→ WORK ORDER:
Each entry should be duplicated exactly, with no line missing.

→ DATA PROVIDED:
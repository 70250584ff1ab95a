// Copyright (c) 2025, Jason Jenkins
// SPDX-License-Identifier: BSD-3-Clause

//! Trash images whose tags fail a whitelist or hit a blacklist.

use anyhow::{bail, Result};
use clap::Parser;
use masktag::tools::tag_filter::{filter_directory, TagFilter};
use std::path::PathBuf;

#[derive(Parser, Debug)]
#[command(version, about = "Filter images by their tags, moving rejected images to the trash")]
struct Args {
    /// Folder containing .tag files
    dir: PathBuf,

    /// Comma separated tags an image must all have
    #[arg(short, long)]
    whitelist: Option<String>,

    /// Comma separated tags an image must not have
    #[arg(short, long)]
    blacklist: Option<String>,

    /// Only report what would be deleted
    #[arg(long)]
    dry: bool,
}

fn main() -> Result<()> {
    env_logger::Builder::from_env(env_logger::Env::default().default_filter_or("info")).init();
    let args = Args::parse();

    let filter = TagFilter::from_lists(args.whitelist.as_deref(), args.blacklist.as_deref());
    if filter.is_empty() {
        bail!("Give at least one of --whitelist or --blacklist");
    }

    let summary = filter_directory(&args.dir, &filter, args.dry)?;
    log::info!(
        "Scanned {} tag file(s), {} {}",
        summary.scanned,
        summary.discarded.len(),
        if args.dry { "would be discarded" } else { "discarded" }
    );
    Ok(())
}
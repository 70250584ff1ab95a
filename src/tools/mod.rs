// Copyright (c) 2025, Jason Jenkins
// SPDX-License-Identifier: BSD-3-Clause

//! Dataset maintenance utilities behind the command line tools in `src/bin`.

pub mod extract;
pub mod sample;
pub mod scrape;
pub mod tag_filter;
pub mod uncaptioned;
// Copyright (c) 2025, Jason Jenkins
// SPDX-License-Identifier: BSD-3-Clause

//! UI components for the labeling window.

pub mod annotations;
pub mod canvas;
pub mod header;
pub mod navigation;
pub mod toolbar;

→ ANSWER TO THE PROBLEM:
repository 70250584ff1ab95a
// Copyright (c) 2025, Jason Jenkins
// SPDX-License-Identifier: BSD-3-Clause

//! Trash images whose tags fail a whitelist or hit a blacklist.

use anyhow::{bail, Result};
use clap::Parser;
use masktag::tools::tag_filter::{filter_directory, TagFilter};
use std::path::PathBuf;

#[derive(Parser, Debug)]
#[command(version, about = "Filter images by their tags, moving rejected images to the trash")]
struct Args {
    /// Folder containing .tag files
    dir: PathBuf,

    /// Comma separated tags an image must all have
    #[arg(short, long)]
    whitelist: Option<String>,

    /// Comma separated tags an image must not have
    #[arg(short, long)]
    blacklist: Option<String>,

    /// Only report what would be deleted
    #[arg(long)]
    dry: bool,
}

fn main() -> Result<()> {
    env_logger::Builder::from_env(env_logger::Env::default().default_filter_or("info")).init();
    let args = Args::parse();

    let filter = TagFilter::from_lists(args.whitelist.as_deref(), args.blacklist.as_deref());
    if filter.is_empty() {
        bail!("Give at least one of --whitelist or --blacklist");
    }

    let summary = filter_directory(&args.dir, &filter, args.dry)?;
    log::info!(
        "Scanned {} tag file(s), {} {}",
        summary.scanned,
        summary.discarded.len(),
        if args.dry { "would be discarded" } else { "discarded" }
    );
    Ok(())
}
repository 70250584ff1ab95a
filename src/tools/mod.rs
// Copyright (c) 2025, Jason Jenkins
// SPDX-License-Identifier: BSD-3-Clause

//! Dataset maintenance utilities behind the command line tools in `src/bin`.

pub mod extract;
pub mod sample;
pub mod scrape;
pub mod tag_filter;
pub mod uncaptioned;
// Copyright (c) 2025, Jason Jenkins
// SPDX-License-Identifier: BSD-3-Clause

//! UI components for the labeling window.

pub mod annotations;
pub mod canvas;
pub mod header;
pub mod navigation;
pub mod toolbar;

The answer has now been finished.